Estoy recibiendo una lección de vida, y a estas alturas ya no sé si agradecerlo o echarme a llorar. Pero las lágrimas no solucionarán nada, nunca lo hacen. Al contrario, entristecen a uno, consiguen bloquearte y ser incapaz de ver más allá. Ya lo decía Phil Bosmans, si lloras por no haber visto el sol, las lágrimas te impedirán ver las estrellas.
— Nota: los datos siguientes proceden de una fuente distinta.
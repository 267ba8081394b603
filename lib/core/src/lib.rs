//! Core domain types for the integrations portal.
//!
//! This crate holds everything the browser and the server share: the
//! provider catalogue, credential bundles, fetched items, and the state
//! machines behind the form, the credential widget, and the data panel.
//! Nothing in here performs I/O.

pub mod authorization;
pub mod credential;
pub mod error;
pub mod form;
pub mod item;
pub mod panel;
pub mod provider;

pub use authorization::{AuthorizationFlow, AuthorizationPhase, AuthorizationWindow};
pub use credential::{CredentialBundle, Identity, IntegrationParams};
pub use error::{PortalError, Result, extract_detail};
pub use form::{FormStage, IntegrationForm};
pub use item::{FetchResult, Item, ItemCard, ResultView};
pub use panel::{DataPanel, LoadTicket};
pub use provider::{ParseProviderError, Provider};
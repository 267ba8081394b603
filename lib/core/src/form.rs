//! State held by the integration form.
//!
//! The form owns the identity fields, the selected provider, and the
//! credential write-back slot. Children receive what they need from here
//! and report back through [`IntegrationForm::store_credentials`].

use crate::credential::{CredentialBundle, Identity, IntegrationParams};
use crate::provider::Provider;

/// Default user identifier shown in the form.
pub const DEFAULT_USER_ID: &str = "TestUser";

/// Default organization identifier shown in the form.
pub const DEFAULT_ORG_ID: &str = "TestOrg";

/// Which parts of the form are visible.
#[derive(Debug, Clone, Copy, PartialEq, Eq)]
pub enum FormStage {
    /// No provider selected; only the inputs are shown.
    Empty,
    /// A provider is selected and its credential widget is shown.
    TypeSelected(Provider),
    /// Credentials were acquired; the data panel is shown too.
    CredentialsAcquired(Provider),
}

/// The integration form's state.
#[derive(Debug, Clone, PartialEq)]
pub struct IntegrationForm {
    pub identity: Identity,
    selected: Option<Provider>,
    params: IntegrationParams,
}

impl Default for IntegrationForm {
    fn default() -> Self {
        Self {
            identity: Identity::new(DEFAULT_USER_ID, DEFAULT_ORG_ID),
            selected: None,
            params: IntegrationParams::default(),
        }
    }
}

impl IntegrationForm {
    /// Returns the selected provider.
    #[must_use]
    pub fn selected(&self) -> Option<Provider> {
        self.selected
    }

    /// Returns the credential write-back slot.
    #[must_use]
    pub fn params(&self) -> &IntegrationParams {
        &self.params
    }

    /// Changes the selected provider.
    ///
    /// Any acquired or in-progress credentials are discarded, even when the
    /// same provider is picked again.
    pub fn select(&mut self, provider: Option<Provider>) {
        self.selected = provider;
        self.params.clear();
    }

    /// Stores a bundle produced by a credential widget.
    ///
    /// Returns `false` and leaves the form unchanged when the bundle was
    /// issued for a provider that is no longer selected.
    pub fn store_credentials(&mut self, bundle: CredentialBundle) -> bool {
        if self.selected != Some(bundle.provider) {
            return false;
        }
        self.params.store(bundle);
        true
    }

    /// Returns the current stage.
    #[must_use]
    pub fn stage(&self) -> FormStage {
        match (self.selected, self.params.bundle()) {
            (None, _) => FormStage::Empty,
            (Some(provider), None) => FormStage::TypeSelected(provider),
            (Some(provider), Some(_)) => FormStage::CredentialsAcquired(provider),
        }
    }
}
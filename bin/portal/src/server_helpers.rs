//! Helper functions for server functions.

use crate::error::IntegrationError;
use integrations_portal_core::Identity;
use integrations_portal_integration::Connector;
use leptos::prelude::*;
use std::sync::Arc;

/// Gets the backend connector from the request context.
pub fn get_connector() -> Arc<dyn Connector> {
    expect_context::<Arc<dyn Connector>>()
}

/// Builds an identity, rejecting blank fields.
pub fn require_identity(user_id: String, org_id: String) -> Result<Identity, IntegrationError> {
    let identity = Identity::new(user_id, org_id);
    match identity.missing_field() {
        Some(field) => {
            tracing::debug!(field, "Identity field missing");
            Err(IntegrationError::MissingField { field })
        }
        None => Ok(identity),
    }
}
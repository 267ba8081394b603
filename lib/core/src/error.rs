//! Error handling foundation for the integrations portal.
//!
//! Provides the `Result` alias using rootcause and the user-facing
//! failure taxonomy shared by the credential widget and the data panel.
//! Lower layers keep their own error enums and convert into
//! [`PortalError`] at the component boundary.

use crate::provider::Provider;
use rootcause::Report;
use std::fmt;

/// A Result type alias using rootcause's Report for error handling.
///
/// Each layer adds its own context via `.context()` as errors propagate.
pub type Result<T, C = ()> = std::result::Result<T, Report<C>>;

/// Generic message shown when a data load fails without a backend detail.
pub const LOAD_FALLBACK_MESSAGE: &str = "Error loading data";

/// Generic message shown when authorization fails without a backend detail.
pub const AUTHORIZATION_FALLBACK_MESSAGE: &str = "Authorization failed";

/// Failures surfaced inline by the portal components.
#[derive(Debug, Clone, PartialEq, Eq)]
pub enum PortalError {
    /// The third-party authorization flow could not be started or finished.
    AuthorizationFailure {
        provider: Provider,
        detail: Option<String>,
    },
    /// The request never produced a usable response.
    NetworkFailure { reason: String },
    /// The backend answered with an error.
    BackendError { detail: Option<String> },
}

impl PortalError {
    /// Returns the message to display, falling back to `fallback` when the
    /// failure carries no human-readable detail.
    #[must_use]
    pub fn user_message(&self, fallback: &str) -> String {
        match self {
            Self::AuthorizationFailure {
                detail: Some(detail),
                ..
            }
            | Self::BackendError {
                detail: Some(detail),
            } => detail.clone(),
            Self::AuthorizationFailure { detail: None, .. }
            | Self::BackendError { detail: None }
            | Self::NetworkFailure { .. } => fallback.to_string(),
        }
    }
}

impl fmt::Display for PortalError {
    fn fmt(&self, f: &mut fmt::Formatter<'_>) -> fmt::Result {
        match self {
            Self::AuthorizationFailure { provider, detail } => match detail {
                Some(detail) => write!(f, "{provider} authorization failed: {detail}"),
                None => write!(f, "{provider} authorization failed"),
            },
            Self::NetworkFailure { reason } => write!(f, "network failure: {reason}"),
            Self::BackendError { detail } => match detail {
                Some(detail) => write!(f, "backend error: {detail}"),
                None => write!(f, "backend error"),
            },
        }
    }
}

impl std::error::Error for PortalError {}

/// Extracts the `detail` string from a backend error body.
///
/// Returns `None` for bodies that are not JSON objects or whose `detail`
/// is missing, empty, or not a string (validation errors carry a list).
#[must_use]
pub fn extract_detail(body: &str) -> Option<String> {
    let value: serde_json::Value = serde_json::from_str(body).ok()?;
    value
        .get("detail")
        .and_then(serde_json::Value::as_str)
        .filter(|detail| !detail.is_empty())
        .map(str::to_string)
}

#[cfg(test)]
mod tests {
    use super::*;

    #[test]
    fn result_type_works() {
        let ok: Result<i32> = Ok(42);
        assert_eq!(ok.expect("should be ok"), 42);
    }

    #[test]
    fn backend_detail_is_shown_verbatim() {
        let err = PortalError::BackendError {
            detail: Some("Invalid HubSpot credentials".to_string()),
        };
        assert_eq!(
            err.user_message(LOAD_FALLBACK_MESSAGE),
            "Invalid HubSpot credentials"
        );
    }

    #[test]
    fn missing_detail_uses_fallback() {
        let err = PortalError::BackendError { detail: None };
        assert_eq!(err.user_message(LOAD_FALLBACK_MESSAGE), "Error loading data");

        let err = PortalError::NetworkFailure {
            reason: "connection refused".to_string(),
        };
        assert_eq!(err.user_message(LOAD_FALLBACK_MESSAGE), "Error loading data");
    }

    #[test]
    fn authorization_failure_display_names_provider() {
        let err = PortalError::AuthorizationFailure {
            provider: Provider::Notion,
            detail: None,
        };
        assert_eq!(err.to_string(), "Notion authorization failed");
        assert_eq!(
            err.user_message(AUTHORIZATION_FALLBACK_MESSAGE),
            "Authorization failed"
        );
    }

    #[test]
    fn extract_detail_reads_string_field() {
        assert_eq!(
            extract_detail(r#"{"detail": "No credentials found."}"#),
            Some("No credentials found.".to_string())
        );
    }

    #[test]
    fn extract_detail_ignores_other_shapes() {
        assert_eq!(extract_detail("Internal Server Error"), None);
        assert_eq!(extract_detail(r#"{"message": "nope"}"#), None);
        assert_eq!(extract_detail(r#"{"detail": ""}"#), None);
        assert_eq!(
            extract_detail(r#"{"detail": [{"loc": ["body", "credentials"], "msg": "field required"}]}"#),
            None
        );
        assert_eq!(extract_detail(r#"["detail"]"#), None);
    }
}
Y no sólo eso, sino todo tu mundo de posibilidades. Porque las tenemos, aunque nuestra visión nos limite, aunque las circunstancias también lo hagan. Aunque el mundo entero parezca estar en contra, y tú remando sólo en la dirección equivocada. Y parece que no avanzas. Los brazos comienzan a resentirse, el agua y la fuerza de ella comienza a crecer y tú a debilitarte. Y crees no poder más, y olvidas el motivo que te llevó allí. Comienzas a perder la fe. Quizá no sea el momento, quizá el temporal necesite estar más favorable y quizá eso no dependa de ti.

Pero también se aprende, la vida en sí es eso, aprendizaje constante, de lo peor se saca algo, no puedo decir que lo mejor porque no siempre es así, pero algo sí,  ya sea en forma de experiencia o revestido con otro tipo de conocimiento.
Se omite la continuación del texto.